A breast lump is a growth that forms within the breast. Different types of breast lumps can vary in the way they look and feel.

You might notice:

  • A distinct lump with clear-cut edges.
  • A firm or hard area within the breast.
  • A thicker, slightly raised area in the breast that's different from the tissue around it.

You also might see these changes along with a lump:

  • An area of skin that has changed in color or turned red or pink.
  • Dimpling of the skin.
  • Pitting of the skin, which may look like an orange peel in texture.
  • A change in the size of one breast that makes it larger than the other breast.
  • Nipple changes, such as a nipple that turns inward or releases fluid.
  • Lasting breast pain or tenderness, which is in one area or may go on after your period.
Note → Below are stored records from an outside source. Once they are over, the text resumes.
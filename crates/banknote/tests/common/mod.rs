//! In-memory warehouse for integration tests.
//!
//! Understands exactly the DDL shapes the reconciler emits, answers catalog
//! queries the way a case-folding warehouse would (upper-cased column names)
//! and records every statement it sees.

#![allow(dead_code)]

use banknote::{Rows, Value, Warehouse, WarehouseError};
use indexmap::IndexMap;
use std::sync::Mutex;

#[derive(Debug, Clone, PartialEq)]
pub struct Column {
    pub data_type: String,
    pub default: Option<String>,
}

#[derive(Debug, Default)]
struct Table {
    columns: IndexMap<String, Column>,
    rows: Option<Rows>,
}

/// How queries should fail, if at all.
#[derive(Debug, Clone, Copy, PartialEq, Eq)]
pub enum QueryFailure {
    Connection,
    Rejected,
}

#[derive(Debug, Default)]
struct State {
    tables: IndexMap<String, Table>,
    executed: Vec<String>,
    queries: Vec<String>,
    fail_at: Option<usize>,
    query_failure: Option<QueryFailure>,
}

#[derive(Debug, Default)]
pub struct MemoryWarehouse {
    state: Mutex<State>,
}

impl MemoryWarehouse {
    pub fn new() -> Self {
        Self::default()
    }

    /// Seed a table with `(name, type, default)` columns.
    pub fn with_table(self, name: &str, columns: &[(&str, &str, Option<&str>)]) -> Self {
        {
            let mut state = self.state.lock().unwrap();
            let table = state.tables.entry(name.to_uppercase()).or_default();
            for (col, ty, default) in columns {
                table.columns.insert(
                    col.to_uppercase(),
                    Column {
                        data_type: ty.to_uppercase(),
                        default: default.map(str::to_owned),
                    },
                );
            }
        }
        self
    }

    /// Rows returned by `SELECT * FROM name`.
    pub fn with_rows(self, name: &str, rows: Rows) -> Self {
        self.state
            .lock()
            .unwrap()
            .tables
            .entry(name.to_uppercase())
            .or_default()
            .rows = Some(rows);
        self
    }

    /// Reject the `n`th executed statement (1-based).
    pub fn fail_at(self, n: usize) -> Self {
        self.state.lock().unwrap().fail_at = Some(n);
        self
    }

    pub fn fail_queries(self, failure: QueryFailure) -> Self {
        self.state.lock().unwrap().query_failure = Some(failure);
        self
    }

    /// Every statement passed to `execute`, including the rejected one.
    pub fn executed(&self) -> Vec<String> {
        self.state.lock().unwrap().executed.clone()
    }

    pub fn queries(&self) -> Vec<String> {
        self.state.lock().unwrap().queries.clone()
    }

    /// Current columns of a table, lower-cased, in catalog order.
    pub fn columns(&self, table: &str) -> Vec<(String, Column)> {
        let state = self.state.lock().unwrap();
        state
            .tables
            .get(&table.to_uppercase())
            .map(|t| {
                t.columns
                    .iter()
                    .map(|(k, v)| (k.to_lowercase(), v.clone()))
                    .collect()
            })
            .unwrap_or_default()
    }

    pub fn has_table(&self, table: &str) -> bool {
        let state = self.state.lock().unwrap();
        state
            .tables
            .get(&table.to_uppercase())
            .is_some_and(|t| !t.columns.is_empty())
    }
}

impl Warehouse for MemoryWarehouse {
    async fn query(&self, sql: &str) -> Result<Rows, WarehouseError> {
        let mut state = self.state.lock().unwrap();
        state.queries.push(sql.to_owned());

        match state.query_failure {
            Some(QueryFailure::Connection) => {
                return Err(WarehouseError::Connect("connection refused".into()));
            }
            Some(QueryFailure::Rejected) => {
                return Err(WarehouseError::Rejected("permission denied".into()));
            }
            None => {}
        }

        if sql.contains("INFORMATION_SCHEMA.COLUMNS") {
            let name = last_literal(sql).ok_or_else(|| bad(sql))?;
            let mut rows = Rows::new(["COLUMN_NAME", "DATA_TYPE", "COLUMN_DEFAULT"]);
            if let Some(table) = state.tables.get(&name.to_uppercase()) {
                for (col, spec) in &table.columns {
                    rows.push(vec![
                        Value::Text(col.clone()),
                        Value::Text(spec.data_type.clone()),
                        spec.default.clone().map(Value::Text).unwrap_or(Value::Null),
                    ]);
                }
            }
            return Ok(rows);
        }

        if let Some(name) = sql.strip_prefix("SELECT * FROM ") {
            return state
                .tables
                .get(&name.to_uppercase())
                .and_then(|t| t.rows.clone())
                .ok_or_else(|| WarehouseError::Rejected(format!("table {} does not exist", name)));
        }

        Err(bad(sql))
    }

    async fn execute(&self, sql: &str) -> Result<u64, WarehouseError> {
        let mut state = self.state.lock().unwrap();
        state.executed.push(sql.to_owned());

        if state.fail_at == Some(state.executed.len()) {
            return Err(WarehouseError::Rejected("boom".into()));
        }

        apply(&mut state, sql)
    }
}

fn bad(sql: &str) -> WarehouseError {
    WarehouseError::Rejected(format!("unsupported statement: {}", sql))
}

fn last_literal(sql: &str) -> Option<&str> {
    let end = sql.rfind('\'')?;
    let start = sql[..end].rfind('\'')?;
    Some(&sql[start + 1..end])
}

/// `name TYPE[ DEFAULT d]`
fn parse_definition(def: &str) -> Option<(String, Column)> {
    let (name, rest) = def.trim().split_once(' ')?;
    let (data_type, default) = match rest.split_once(" DEFAULT ") {
        Some((ty, d)) => (ty, Some(d.to_owned())),
        None => (rest, None),
    };
    Some((
        name.to_uppercase(),
        Column {
            data_type: data_type.to_owned(),
            default,
        },
    ))
}

/// Split on commas outside parentheses.
fn split_top_level(list: &str) -> Vec<&str> {
    let mut parts = Vec::new();
    let mut depth = 0;
    let mut start = 0;
    for (i, ch) in list.char_indices() {
        match ch {
            '(' => depth += 1,
            ')' => depth -= 1,
            ',' if depth == 0 => {
                parts.push(&list[start..i]);
                start = i + 1;
            }
            _ => {}
        }
    }
    parts.push(&list[start..]);
    parts
}

fn apply(state: &mut State, sql: &str) -> Result<u64, WarehouseError> {
    if let Some(rest) = sql.strip_prefix("CREATE TABLE ") {
        let (name, defs) = rest.split_once(" (").ok_or_else(|| bad(sql))?;
        let defs = defs.strip_suffix(')').ok_or_else(|| bad(sql))?;
        let key = name.to_uppercase();
        if state.tables.get(&key).is_some_and(|t| !t.columns.is_empty()) {
            return Err(WarehouseError::Rejected(format!("table {} already exists", name)));
        }
        let table = state.tables.entry(key).or_default();
        for def in split_top_level(defs) {
            let (col, spec) = parse_definition(def).ok_or_else(|| bad(sql))?;
            table.columns.insert(col, spec);
        }
        return Ok(0);
    }

    if let Some(rest) = sql.strip_prefix("INSERT INTO ") {
        let rows = rest.matches("), (").count() + 1;
        return Ok(rows as u64);
    }

    let rest = sql.strip_prefix("ALTER TABLE ").ok_or_else(|| bad(sql))?;
    let (name, action) = rest.split_once(' ').ok_or_else(|| bad(sql))?;
    let table = state
        .tables
        .get_mut(&name.to_uppercase())
        .ok_or_else(|| WarehouseError::Rejected(format!("table {} does not exist", name)))?;

    if let Some(def) = action.strip_prefix("ADD COLUMN ") {
        let (col, spec) = parse_definition(def).ok_or_else(|| bad(sql))?;
        if table.columns.contains_key(&col) {
            return Err(WarehouseError::Rejected(format!("column {} already exists", col)));
        }
        table.columns.insert(col, spec);
    } else if let Some(col) = action.strip_prefix("DROP COLUMN ") {
        table
            .columns
            .shift_remove(&col.to_uppercase())
            .ok_or_else(|| WarehouseError::Rejected(format!("no column {}", col)))?;
    } else if let Some(alter) = action.strip_prefix("ALTER COLUMN ") {
        let (col, change) = alter.split_once(' ').ok_or_else(|| bad(sql))?;
        let spec = table
            .columns
            .get_mut(&col.to_uppercase())
            .ok_or_else(|| WarehouseError::Rejected(format!("no column {}", col)))?;
        if let Some(ty) = change.strip_prefix("TYPE ") {
            spec.data_type = ty.to_owned();
        } else if let Some(d) = change.strip_prefix("SET DEFAULT ") {
            spec.default = Some(d.to_owned());
        } else if change == "DROP DEFAULT" {
            spec.default = None;
        } else {
            return Err(bad(sql));
        }
    } else {
        return Err(bad(sql));
    }
    Ok(0)
}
A breast lump can be a sign of breast cancer. That's why you should get it checked by your health care provider as soon as you can. It's even more important to get a breast lump checked after menopause. The upside is that most breast lumps are benign. That means they are not caused by cancer.


Breast lumps can be caused by:

  • Breast cancer
  • Breast cysts (which are fluid-filled sacs in breast tissue that are not cancer. The fluid in a cyst looks like water. An imaging test called ultrasound is used to find out if a breast lump is a cyst.)
  • Fibroadenoma (a solid, benign growth within the breast glands. It is a common type of breast lump.)
  • Fibrocystic breasts
  • Intraductal papilloma.
  • Lipoma (a slow-growing lump involving fatty breast tissue. It can feel doughy, and it is often harmless.)
  • Trauma to the breast from a bump, breast surgery or other reasons.

Breast lumps also can be caused by health problems that can happen during breastfeeding, such as:

  • Mastitis (an infection in breast tissue)
  • A milk-filled cyst that's usually harmless.

When to see a doctor

Make an appointment to have a breast lump checked, especially if:

  • The lump is new and feels firm or fixed.
  • The lump doesn't go away after 4 to 6 weeks. Or it has changed in size or in how it feels.
  • You notice skin changes on your breast such as crusting, dimpling, puckering, or a change in color, including red and pink.
  • Fluid comes out of the nipple. It might be bloody.
  • The nipple recently turned inward.
  • There is a new lump in the armpit, or a lump in the armpit seems to be getting bigger.